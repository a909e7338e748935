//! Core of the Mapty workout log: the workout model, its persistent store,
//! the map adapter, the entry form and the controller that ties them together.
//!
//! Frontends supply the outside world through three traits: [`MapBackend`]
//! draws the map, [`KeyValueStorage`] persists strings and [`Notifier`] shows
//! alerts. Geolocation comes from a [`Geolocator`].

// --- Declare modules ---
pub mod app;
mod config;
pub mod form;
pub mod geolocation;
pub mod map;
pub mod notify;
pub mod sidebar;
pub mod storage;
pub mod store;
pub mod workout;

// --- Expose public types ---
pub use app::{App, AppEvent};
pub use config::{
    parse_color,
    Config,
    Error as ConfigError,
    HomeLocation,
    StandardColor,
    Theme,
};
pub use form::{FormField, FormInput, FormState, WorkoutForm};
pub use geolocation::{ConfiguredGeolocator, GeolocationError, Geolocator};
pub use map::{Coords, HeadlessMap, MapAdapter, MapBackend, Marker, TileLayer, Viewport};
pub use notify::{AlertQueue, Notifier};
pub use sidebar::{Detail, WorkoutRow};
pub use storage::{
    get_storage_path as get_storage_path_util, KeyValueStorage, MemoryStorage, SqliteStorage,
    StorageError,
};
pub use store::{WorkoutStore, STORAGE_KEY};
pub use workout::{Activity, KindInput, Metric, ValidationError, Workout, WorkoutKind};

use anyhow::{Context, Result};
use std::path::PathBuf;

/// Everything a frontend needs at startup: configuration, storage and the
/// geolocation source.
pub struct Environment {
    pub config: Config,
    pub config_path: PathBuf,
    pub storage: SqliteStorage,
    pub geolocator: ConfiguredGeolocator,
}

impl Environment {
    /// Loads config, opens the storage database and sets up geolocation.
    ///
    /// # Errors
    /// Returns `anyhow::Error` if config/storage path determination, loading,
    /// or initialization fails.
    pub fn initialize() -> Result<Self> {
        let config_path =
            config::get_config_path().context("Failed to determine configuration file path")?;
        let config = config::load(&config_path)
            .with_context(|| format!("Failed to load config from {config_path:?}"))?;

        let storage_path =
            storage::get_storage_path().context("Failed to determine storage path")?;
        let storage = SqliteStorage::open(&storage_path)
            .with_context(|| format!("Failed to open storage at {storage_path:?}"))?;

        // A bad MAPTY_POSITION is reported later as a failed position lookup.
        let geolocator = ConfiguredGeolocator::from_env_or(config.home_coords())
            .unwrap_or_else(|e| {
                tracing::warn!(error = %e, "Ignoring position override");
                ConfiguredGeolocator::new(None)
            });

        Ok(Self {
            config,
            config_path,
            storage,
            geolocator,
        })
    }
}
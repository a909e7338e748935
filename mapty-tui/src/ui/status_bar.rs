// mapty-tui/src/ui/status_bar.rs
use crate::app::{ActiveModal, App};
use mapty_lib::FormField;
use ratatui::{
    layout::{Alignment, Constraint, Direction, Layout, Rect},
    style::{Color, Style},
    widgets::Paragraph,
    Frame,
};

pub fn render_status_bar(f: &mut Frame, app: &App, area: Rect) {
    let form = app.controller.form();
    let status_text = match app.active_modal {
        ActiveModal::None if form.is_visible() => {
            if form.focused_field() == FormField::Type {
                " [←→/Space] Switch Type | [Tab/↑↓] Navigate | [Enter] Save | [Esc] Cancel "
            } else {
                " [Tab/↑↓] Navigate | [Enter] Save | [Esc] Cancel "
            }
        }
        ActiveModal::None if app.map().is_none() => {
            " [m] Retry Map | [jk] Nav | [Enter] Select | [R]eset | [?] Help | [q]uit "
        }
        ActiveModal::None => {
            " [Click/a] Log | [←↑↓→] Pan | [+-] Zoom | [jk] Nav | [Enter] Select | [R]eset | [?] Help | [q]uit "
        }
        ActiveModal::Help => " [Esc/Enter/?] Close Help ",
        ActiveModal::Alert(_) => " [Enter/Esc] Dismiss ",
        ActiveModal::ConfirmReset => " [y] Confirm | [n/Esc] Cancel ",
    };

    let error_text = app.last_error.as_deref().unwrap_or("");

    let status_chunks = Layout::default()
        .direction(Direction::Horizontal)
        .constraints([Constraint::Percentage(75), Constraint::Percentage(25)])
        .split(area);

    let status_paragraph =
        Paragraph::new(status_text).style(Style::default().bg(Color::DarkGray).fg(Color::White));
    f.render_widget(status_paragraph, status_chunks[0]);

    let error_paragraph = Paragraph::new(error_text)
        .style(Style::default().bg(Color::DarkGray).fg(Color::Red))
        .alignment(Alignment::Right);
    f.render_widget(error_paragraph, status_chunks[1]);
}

· · · · ·

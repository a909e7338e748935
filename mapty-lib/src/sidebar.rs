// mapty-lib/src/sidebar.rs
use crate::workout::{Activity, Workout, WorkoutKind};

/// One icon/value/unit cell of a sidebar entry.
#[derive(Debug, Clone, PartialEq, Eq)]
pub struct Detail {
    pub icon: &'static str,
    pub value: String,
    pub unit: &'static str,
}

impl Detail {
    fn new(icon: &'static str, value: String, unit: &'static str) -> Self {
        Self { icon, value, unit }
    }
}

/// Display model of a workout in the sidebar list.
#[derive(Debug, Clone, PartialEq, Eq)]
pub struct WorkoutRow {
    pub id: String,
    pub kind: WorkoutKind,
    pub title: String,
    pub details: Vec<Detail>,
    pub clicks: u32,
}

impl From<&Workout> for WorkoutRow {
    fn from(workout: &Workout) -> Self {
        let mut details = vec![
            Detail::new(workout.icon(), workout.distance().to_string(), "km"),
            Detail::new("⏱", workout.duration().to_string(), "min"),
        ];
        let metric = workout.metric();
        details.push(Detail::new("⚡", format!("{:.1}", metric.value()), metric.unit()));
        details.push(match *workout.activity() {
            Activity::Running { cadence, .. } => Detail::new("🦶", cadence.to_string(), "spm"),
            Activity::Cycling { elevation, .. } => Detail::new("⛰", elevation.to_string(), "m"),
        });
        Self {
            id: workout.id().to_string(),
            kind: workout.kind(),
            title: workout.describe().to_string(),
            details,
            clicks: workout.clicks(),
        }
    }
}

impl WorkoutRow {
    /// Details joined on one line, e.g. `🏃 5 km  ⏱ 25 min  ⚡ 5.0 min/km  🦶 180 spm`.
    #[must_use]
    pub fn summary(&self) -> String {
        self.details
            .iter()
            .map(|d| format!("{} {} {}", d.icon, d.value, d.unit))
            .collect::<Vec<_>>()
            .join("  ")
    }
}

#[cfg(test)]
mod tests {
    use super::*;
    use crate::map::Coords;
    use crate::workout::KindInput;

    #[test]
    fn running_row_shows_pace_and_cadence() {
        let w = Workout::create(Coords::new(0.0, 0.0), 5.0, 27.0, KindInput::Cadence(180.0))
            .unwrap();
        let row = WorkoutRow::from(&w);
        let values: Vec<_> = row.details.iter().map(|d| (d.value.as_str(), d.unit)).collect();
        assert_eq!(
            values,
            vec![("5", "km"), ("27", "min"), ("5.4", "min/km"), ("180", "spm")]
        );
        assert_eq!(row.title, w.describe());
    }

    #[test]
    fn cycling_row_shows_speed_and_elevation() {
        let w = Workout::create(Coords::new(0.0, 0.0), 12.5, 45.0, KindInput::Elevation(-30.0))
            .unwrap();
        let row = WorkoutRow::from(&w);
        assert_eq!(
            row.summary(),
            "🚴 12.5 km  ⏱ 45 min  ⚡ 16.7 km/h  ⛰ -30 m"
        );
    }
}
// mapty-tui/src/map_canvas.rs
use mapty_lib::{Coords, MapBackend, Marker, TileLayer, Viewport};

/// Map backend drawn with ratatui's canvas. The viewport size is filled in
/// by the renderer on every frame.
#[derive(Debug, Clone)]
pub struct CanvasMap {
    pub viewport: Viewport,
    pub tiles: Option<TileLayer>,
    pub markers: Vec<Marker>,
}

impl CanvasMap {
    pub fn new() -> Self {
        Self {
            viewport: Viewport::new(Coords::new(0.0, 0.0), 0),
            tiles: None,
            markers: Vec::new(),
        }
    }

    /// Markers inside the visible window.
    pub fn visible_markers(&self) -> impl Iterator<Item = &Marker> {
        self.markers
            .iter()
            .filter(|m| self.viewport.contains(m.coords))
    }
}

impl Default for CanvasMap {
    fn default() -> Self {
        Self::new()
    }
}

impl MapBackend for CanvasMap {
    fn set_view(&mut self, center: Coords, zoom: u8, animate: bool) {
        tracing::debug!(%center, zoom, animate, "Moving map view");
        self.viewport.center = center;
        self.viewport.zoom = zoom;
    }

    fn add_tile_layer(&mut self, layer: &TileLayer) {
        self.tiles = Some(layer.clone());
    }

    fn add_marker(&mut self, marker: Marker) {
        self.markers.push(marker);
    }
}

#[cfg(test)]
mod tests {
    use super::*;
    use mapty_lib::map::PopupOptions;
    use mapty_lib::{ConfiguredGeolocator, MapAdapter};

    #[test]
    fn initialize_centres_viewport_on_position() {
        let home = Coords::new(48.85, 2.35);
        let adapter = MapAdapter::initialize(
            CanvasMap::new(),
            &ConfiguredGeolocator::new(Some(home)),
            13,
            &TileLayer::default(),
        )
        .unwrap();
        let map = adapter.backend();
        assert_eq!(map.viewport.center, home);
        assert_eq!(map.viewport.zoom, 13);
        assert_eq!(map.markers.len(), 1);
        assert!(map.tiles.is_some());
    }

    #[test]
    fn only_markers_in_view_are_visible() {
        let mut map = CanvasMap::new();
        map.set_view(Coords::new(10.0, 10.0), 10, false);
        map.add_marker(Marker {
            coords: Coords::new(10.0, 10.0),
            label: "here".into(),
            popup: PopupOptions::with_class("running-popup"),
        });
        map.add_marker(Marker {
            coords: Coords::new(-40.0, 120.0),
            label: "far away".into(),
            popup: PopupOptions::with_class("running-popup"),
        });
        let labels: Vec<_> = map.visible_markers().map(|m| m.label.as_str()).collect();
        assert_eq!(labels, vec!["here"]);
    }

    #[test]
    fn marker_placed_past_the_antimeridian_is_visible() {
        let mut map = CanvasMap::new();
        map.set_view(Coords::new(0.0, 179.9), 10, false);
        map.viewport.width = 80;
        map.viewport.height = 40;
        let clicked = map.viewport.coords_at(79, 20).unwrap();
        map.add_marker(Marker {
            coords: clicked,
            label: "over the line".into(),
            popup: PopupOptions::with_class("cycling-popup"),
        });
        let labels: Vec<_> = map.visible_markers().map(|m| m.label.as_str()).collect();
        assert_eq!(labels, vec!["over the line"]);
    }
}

· · · · ·

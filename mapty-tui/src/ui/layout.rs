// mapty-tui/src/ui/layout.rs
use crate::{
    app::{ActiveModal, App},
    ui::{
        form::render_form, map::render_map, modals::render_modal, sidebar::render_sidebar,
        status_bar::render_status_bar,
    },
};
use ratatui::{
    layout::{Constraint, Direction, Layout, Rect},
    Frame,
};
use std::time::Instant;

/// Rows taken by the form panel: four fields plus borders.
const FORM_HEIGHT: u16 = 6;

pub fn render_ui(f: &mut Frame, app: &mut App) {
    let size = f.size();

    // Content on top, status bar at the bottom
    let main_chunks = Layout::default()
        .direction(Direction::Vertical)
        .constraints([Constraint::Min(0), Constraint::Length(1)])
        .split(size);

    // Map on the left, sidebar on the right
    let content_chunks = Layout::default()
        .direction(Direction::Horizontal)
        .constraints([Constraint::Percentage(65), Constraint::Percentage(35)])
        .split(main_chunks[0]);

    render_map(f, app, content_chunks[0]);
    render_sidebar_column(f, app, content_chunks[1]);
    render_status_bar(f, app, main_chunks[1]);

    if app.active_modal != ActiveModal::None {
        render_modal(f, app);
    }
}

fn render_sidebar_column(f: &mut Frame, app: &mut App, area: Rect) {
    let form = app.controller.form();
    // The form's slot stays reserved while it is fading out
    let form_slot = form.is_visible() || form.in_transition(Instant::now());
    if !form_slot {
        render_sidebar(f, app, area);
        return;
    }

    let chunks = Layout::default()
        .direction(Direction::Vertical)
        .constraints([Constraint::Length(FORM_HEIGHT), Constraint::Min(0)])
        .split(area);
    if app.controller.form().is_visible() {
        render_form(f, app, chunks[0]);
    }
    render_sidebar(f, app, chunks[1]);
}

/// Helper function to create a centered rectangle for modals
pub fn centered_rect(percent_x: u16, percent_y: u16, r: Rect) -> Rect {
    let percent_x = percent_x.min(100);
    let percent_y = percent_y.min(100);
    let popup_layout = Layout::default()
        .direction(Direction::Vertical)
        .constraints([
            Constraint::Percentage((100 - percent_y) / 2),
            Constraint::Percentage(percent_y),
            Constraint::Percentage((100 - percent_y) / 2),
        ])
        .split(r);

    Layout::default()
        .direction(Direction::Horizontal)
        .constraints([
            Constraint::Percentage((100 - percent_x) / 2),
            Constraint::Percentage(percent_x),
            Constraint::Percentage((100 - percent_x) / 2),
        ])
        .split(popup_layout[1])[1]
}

· · · · ·

▶ _What you need to do_: For every line in the listing above that contains "clicks", copy that line.

▶ _Reply_:
    pub clicks: u32,
            clicks: workout.clicks(),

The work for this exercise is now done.